On dislocation, the posterior aspect of the humeral head engages the
anterior glenoid rim. The glenoid rim then initiates an impression
fracture that can enlarge.

(From Bucholz RW, Heckman JD, Court-Brown C, et al., eds. Rockwood and Green’s Fractures in Adults, 6th ed. Philadelphia: Lippincott Williams & Wilkins, 2006.)

Hill-Sachs lesion: A posterolateral head
defect is caused by an impression fracture on the glenoid rim; this is
seen in 27% of acute anterior dislocations and 74% of recurrent
anterior dislocations (Fig. 14.3).
Shoulder dislocation with associated rotator cuff tear.
- This is common in older patients.
  - >40 years of age: 35% to 40%
  - >60 years of age: may be as high as 80%
- Beware of inability to lift the arm in an older patient following a dislocation.

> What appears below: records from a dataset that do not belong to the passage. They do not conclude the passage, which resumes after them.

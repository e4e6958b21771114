//! Command handlers

pub mod config;
pub mod mirror;
pub mod queue;
pub mod status;

use std::sync::Arc;

use anyhow::{Context, Result};

use dentsync_core::{Config, LocalPersistence, SqlitePersistence};

/// Open the on-disk store the sync core writes to
pub fn open_store(config: &Config) -> Result<Arc<dyn LocalPersistence>> {
    let store = SqlitePersistence::open(config).with_context(|| {
        format!(
            "Failed to open local store at {}",
            config.sqlite_path().display()
        )
    })?;
    Ok(Arc::new(store))
}
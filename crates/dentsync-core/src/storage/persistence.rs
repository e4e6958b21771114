//! Key-value persistence
//!
//! The queue and mirror caches are stored as JSON strings under fixed keys.
//! Two backends are provided:
//!
//! - [`SqlitePersistence`]: a single SQLite file in the data directory
//! - [`MemoryPersistence`]: a shared in-process map, cloned handles see the
//!   same data (useful for tests that simulate a restart)

use std::collections::BTreeMap;
use std::path::Path;
use std::sync::{Arc, Mutex};

use chrono::Utc;
use rusqlite::{params, Connection, OptionalExtension};
use serde::de::DeserializeOwned;
use serde::Serialize;
use tracing::debug;

use super::error::{StorageError, StorageResult};
use super::schema::{migrate, SCHEMA_VERSION};
use crate::config::Config;

/// Durable string storage keyed by string
///
/// Implementations synchronize internally so one store can be shared by the
/// queue and the mirror.
pub trait LocalPersistence: Send + Sync {
    /// Read a value
    fn get(&self, key: &str) -> StorageResult<Option<String>>;

    /// Write a value, replacing any previous one
    fn set(&self, key: &str, value: &str) -> StorageResult<()>;

    /// Delete a value (no-op if absent)
    fn remove(&self, key: &str) -> StorageResult<()>;

    /// List keys starting with `prefix`, sorted
    fn keys_with_prefix(&self, prefix: &str) -> StorageResult<Vec<String>>;
}

/// Read and decode a JSON value
pub fn load_json<T: DeserializeOwned>(
    store: &dyn LocalPersistence,
    key: &str,
) -> StorageResult<Option<T>> {
    let Some(raw) = store.get(key)? else {
        return Ok(None);
    };
    serde_json::from_str(&raw)
        .map(Some)
        .map_err(|e| StorageError::CorruptValue {
            key: key.to_string(),
            details: e.to_string(),
        })
}

/// Encode and write a JSON value
pub fn save_json<T: Serialize + ?Sized>(
    store: &dyn LocalPersistence,
    key: &str,
    value: &T,
) -> StorageResult<()> {
    let raw = serde_json::to_string(value).map_err(|source| StorageError::Encode {
        key: key.to_string(),
        source,
    })?;
    store.set(key, &raw)
}

/// SQLite-backed persistence
pub struct SqlitePersistence {
    conn: Mutex<Connection>,
}

impl SqlitePersistence {
    /// Open or create the database in the configured data directory
    pub fn open(config: &Config) -> StorageResult<Self> {
        Self::open_path(&config.sqlite_path())
    }

    /// Open or create the database at a specific path
    pub fn open_path(path: &Path) -> StorageResult<Self> {
        if let Some(parent) = path.parent() {
            std::fs::create_dir_all(parent)
                .map_err(|e| StorageError::from_io(e, parent.to_path_buf()))?;
        }

        let conn = Connection::open(path)?;
        let applied = migrate(&conn)?;
        if applied > 0 {
            debug!("Local store at {:?} migrated to version {}", path, SCHEMA_VERSION);
        }

        Ok(Self {
            conn: Mutex::new(conn),
        })
    }

    /// Open an in-memory database (for testing)
    pub fn open_in_memory() -> StorageResult<Self> {
        let conn = Connection::open_in_memory()?;
        migrate(&conn)?;
        Ok(Self {
            conn: Mutex::new(conn),
        })
    }

    fn with_conn<T>(&self, f: impl FnOnce(&Connection) -> rusqlite::Result<T>) -> StorageResult<T> {
        let conn = self.conn.lock().map_err(|_| StorageError::LockPoisoned)?;
        Ok(f(&conn)?)
    }
}

impl LocalPersistence for SqlitePersistence {
    fn get(&self, key: &str) -> StorageResult<Option<String>> {
        self.with_conn(|conn| {
            conn.query_row("SELECT value FROM kv WHERE key = ?", params![key], |row| {
                row.get(0)
            })
            .optional()
        })
    }

    fn set(&self, key: &str, value: &str) -> StorageResult<()> {
        let now = Utc::now().timestamp_millis();
        self.with_conn(|conn| {
            conn.execute(
                "INSERT INTO kv (key, value, updated_at) VALUES (?1, ?2, ?3)
                 ON CONFLICT(key) DO UPDATE SET value = excluded.value, updated_at = excluded.updated_at",
                params![key, value, now],
            )
            .map(|_| ())
        })
    }

    fn remove(&self, key: &str) -> StorageResult<()> {
        self.with_conn(|conn| {
            conn.execute("DELETE FROM kv WHERE key = ?", params![key])
                .map(|_| ())
        })
    }

    fn keys_with_prefix(&self, prefix: &str) -> StorageResult<Vec<String>> {
        self.with_conn(|conn| {
            let mut stmt = conn.prepare("SELECT key FROM kv WHERE substr(key, 1, ?1) = ?2 ORDER BY key")?;
            let rows = stmt.query_map(params![prefix.chars().count() as i64, prefix], |row| {
                row.get::<_, String>(0)
            })?;
            rows.collect()
        })
    }
}

/// In-memory persistence
///
/// Clones share the same underlying map.
#[derive(Debug, Clone, Default)]
pub struct MemoryPersistence {
    entries: Arc<Mutex<BTreeMap<String, String>>>,
}

impl MemoryPersistence {
    pub fn new() -> Self {
        Self::default()
    }

    /// Number of stored keys
    pub fn len(&self) -> usize {
        self.entries.lock().map(|e| e.len()).unwrap_or(0)
    }

    pub fn is_empty(&self) -> bool {
        self.len() == 0
    }
}

impl LocalPersistence for MemoryPersistence {
    fn get(&self, key: &str) -> StorageResult<Option<String>> {
        let entries = self.entries.lock().map_err(|_| StorageError::LockPoisoned)?;
        Ok(entries.get(key).cloned())
    }

    fn set(&self, key: &str, value: &str) -> StorageResult<()> {
        let mut entries = self.entries.lock().map_err(|_| StorageError::LockPoisoned)?;
        entries.insert(key.to_string(), value.to_string());
        Ok(())
    }

    fn remove(&self, key: &str) -> StorageResult<()> {
        let mut entries = self.entries.lock().map_err(|_| StorageError::LockPoisoned)?;
        entries.remove(key);
        Ok(())
    }

    fn keys_with_prefix(&self, prefix: &str) -> StorageResult<Vec<String>> {
        let entries = self.entries.lock().map_err(|_| StorageError::LockPoisoned)?;
        Ok(entries
            .keys()
            .filter(|k| k.starts_with(prefix))
            .cloned()
            .collect())
    }
}
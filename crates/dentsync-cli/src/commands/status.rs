//! Status command handler

use std::sync::Arc;

use anyhow::{Context, Result};
use chrono::{DateTime, Utc};
use serde::Serialize;

use dentsync_core::{Config, LocalMirror, LocalPersistence, SyncQueue};

use crate::output::{Output, OutputFormat};

#[derive(Debug, Serialize)]
#[serde(rename_all = "camelCase")]
struct MirrorStatus {
    key: String,
    items: usize,
    stale: bool,
    saved_at: DateTime<Utc>,
}

#[derive(Debug, Serialize)]
#[serde(rename_all = "camelCase")]
struct StatusReport {
    data_dir: String,
    database: String,
    queue_length: usize,
    dead_letters: usize,
    oldest_pending: Option<DateTime<Utc>>,
    mirrors: Vec<MirrorStatus>,
}

fn collect(store: Arc<dyn LocalPersistence>, config: &Config) -> Result<StatusReport> {
    let caches =
        LocalMirror::cached_mirrors(store.as_ref()).context("Failed to read mirror caches")?;
    let queue = SyncQueue::load(store, config.queue_capacity, config.max_retries);

    let report = StatusReport {
        data_dir: config.data_dir.display().to_string(),
        database: config.sqlite_path().display().to_string(),
        queue_length: queue.len(),
        dead_letters: queue.dead_letters().len(),
        oldest_pending: queue.entries().next().map(|e| e.record.enqueued_at),
        mirrors: caches
            .into_iter()
            .map(|c| MirrorStatus {
                key: c.key.to_string(),
                items: c.items.len(),
                stale: c.stale,
                saved_at: c.saved_at,
            })
            .collect(),
    };
    Ok(report)
}

/// Show status information
pub fn show(store: Arc<dyn LocalPersistence>, config: &Config, output: &Output) -> Result<()> {
    let report = collect(store, config)?;

    match output.format {
        OutputFormat::Json => output.print_json(&report),
        OutputFormat::Quiet => {
            println!("{} {}", report.queue_length, report.dead_letters);
        }
        OutputFormat::Human => {
            println!("dentsync Status");
            println!("===============");
            println!();
            println!("Storage:");
            println!("  Location: {}", report.data_dir);
            println!("  Database: {}", report.database);
            println!();
            println!("Queue:");
            println!("  Pending:      {}", report.queue_length);
            println!("  Dead letters: {}", report.dead_letters);
            if let Some(oldest) = report.oldest_pending {
                println!("  Oldest:       {}", oldest.format("%Y-%m-%d %H:%M:%S"));
            }
            println!();
            println!("Mirrors:");
            if report.mirrors.is_empty() {
                println!("  (none cached)");
            }
            for mirror in &report.mirrors {
                println!(
                    "  {:<32} {:>4} item(s){}",
                    mirror.key,
                    mirror.items,
                    if mirror.stale { "  stale" } else { "" }
                );
            }
        }
    }

    Ok(())
}

#[cfg(test)]
mod tests {
    use super::*;
    use dentsync_core::document::from_value;
    use dentsync_core::remote::QueryDescriptor;
    use dentsync_core::subscriptions::Scope;
    use dentsync_core::{
        EntityType, MemoryPersistence, MutationAction, MutationRecord, SubscriptionKey,
    };
    use serde_json::json;

    #[test]
    fn test_collect_empty() {
        let config = Config::default();
        let report = collect(Arc::new(MemoryPersistence::new()), &config).unwrap();
        assert_eq!(report.queue_length, 0);
        assert_eq!(report.dead_letters, 0);
        assert!(report.oldest_pending.is_none());
        assert!(report.mirrors.is_empty());
    }

    #[test]
    fn test_collect_queue_and_mirrors() {
        let config = Config::default();
        let store = MemoryPersistence::new();
        let shared: Arc<dyn LocalPersistence> = Arc::new(store.clone());

        let mut queue = SyncQueue::load(shared.clone(), 10, 5);
        let payload = from_value(json!({"id": "a1", "status": "cancelled"})).unwrap();
        let record = MutationRecord::new(EntityType::Appointment, MutationAction::Update, payload);
        let enqueued_at = record.enqueued_at;
        queue.enqueue(record);

        let key = SubscriptionKey::new(EntityType::Service, Scope::All);
        let mut mirror = LocalMirror::new(shared.clone());
        mirror.ensure(&key, &QueryDescriptor::all());
        let doc = from_value(json!({"id": "s1", "name": "Cleaning"})).unwrap();
        mirror.apply_snapshot(&key, vec![(doc.clone(), Some(doc))]);

        let report = collect(shared, &config).unwrap();
        assert_eq!(report.queue_length, 1);
        assert_eq!(report.oldest_pending, Some(enqueued_at));
        assert_eq!(report.mirrors.len(), 1);
        assert_eq!(report.mirrors[0].key, "service[all]");
        assert_eq!(report.mirrors[0].items, 1);
        assert!(!report.mirrors[0].stale);
    }
}
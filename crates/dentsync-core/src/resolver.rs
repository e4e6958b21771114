//! Conflict resolution
//!
//! Picks the winning field set when a local, not yet confirmed version of an
//! entity meets a different remote version. Resolution is a pure function of
//! its inputs and the configured per-entity policy.

use std::collections::HashMap;
use std::fmt;
use std::str::FromStr;

use serde::{Deserialize, Serialize};

use crate::document::{is_empty_value, timestamp_millis, Document};
use crate::models::EntityType;

/// Strategy used to settle a local/remote divergence
#[derive(Debug, Clone, Copy, PartialEq, Eq, Default, Serialize, Deserialize)]
#[serde(rename_all = "kebab-case")]
pub enum ConflictPolicy {
    /// The remote version wins
    #[default]
    ServerWins,
    /// The local version wins
    ClientWins,
    /// Non-empty local fields are written over the remote version
    Merge,
    /// The version with the newer `updatedAt` (or `createdAt`) wins
    LatestTimestamp,
}

impl ConflictPolicy {
    pub fn as_str(&self) -> &'static str {
        match self {
            ConflictPolicy::ServerWins => "server-wins",
            ConflictPolicy::ClientWins => "client-wins",
            ConflictPolicy::Merge => "merge",
            ConflictPolicy::LatestTimestamp => "latest-timestamp",
        }
    }
}

impl fmt::Display for ConflictPolicy {
    fn fmt(&self, f: &mut fmt::Formatter<'_>) -> fmt::Result {
        f.write_str(self.as_str())
    }
}

impl FromStr for ConflictPolicy {
    type Err = String;

    fn from_str(s: &str) -> Result<Self, Self::Err> {
        match s.to_ascii_lowercase().as_str() {
            "server-wins" | "server" => Ok(ConflictPolicy::ServerWins),
            "client-wins" | "client" => Ok(ConflictPolicy::ClientWins),
            "merge" => Ok(ConflictPolicy::Merge),
            "latest-timestamp" | "timestamp" => Ok(ConflictPolicy::LatestTimestamp),
            other => Err(format!(
                "Unknown conflict policy '{}'. Valid policies: server-wins, client-wins, merge, latest-timestamp",
                other
            )),
        }
    }
}

/// Per-entity policy table
#[derive(Debug, Clone, Default)]
pub struct ConflictResolver {
    policies: HashMap<EntityType, ConflictPolicy>,
}

impl ConflictResolver {
    /// Resolver using server-wins for every entity type
    pub fn new() -> Self {
        Self::default()
    }

    /// Override the policy for one entity type
    pub fn with_policy(mut self, entity: EntityType, policy: ConflictPolicy) -> Self {
        self.policies.insert(entity, policy);
        self
    }

    pub fn set_policy(&mut self, entity: EntityType, policy: ConflictPolicy) {
        self.policies.insert(entity, policy);
    }

    pub fn policy_for(&self, entity: EntityType) -> ConflictPolicy {
        self.policies.get(&entity).copied().unwrap_or_default()
    }

    /// Select the winning version
    pub fn resolve(&self, local: &Document, remote: &Document, entity: EntityType) -> Document {
        match self.policy_for(entity) {
            ConflictPolicy::ServerWins => remote.clone(),
            ConflictPolicy::ClientWins => local.clone(),
            ConflictPolicy::Merge => merge(local, remote),
            ConflictPolicy::LatestTimestamp => {
                if version_millis(local) > version_millis(remote) {
                    local.clone()
                } else {
                    remote.clone()
                }
            }
        }
    }
}

fn merge(local: &Document, remote: &Document) -> Document {
    let mut merged = remote.clone();
    for (key, value) in local {
        if !is_empty_value(value) {
            merged.insert(key.clone(), value.clone());
        }
    }
    merged
}

fn version_millis(doc: &Document) -> i64 {
    doc.get("updatedAt")
        .and_then(timestamp_millis)
        .or_else(|| doc.get("createdAt").and_then(timestamp_millis))
        .unwrap_or(0)
}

ANTERIOR GLENOHUMERAL DISLOCATION

Incidence

Anterior dislocations represent 90% of shoulder dislocations.

Mechanism of Injury

Anterior glenohumeral dislocation may occur as a result of trauma, secondary to either direct or indirect forces.

Indirect trauma to the upper extremity
with the shoulder in abduction, extension, and external rotation is the
most common mechanism.
Direct, anteriorly directed impact to the posterior shoulder may produce an anterior dislocation.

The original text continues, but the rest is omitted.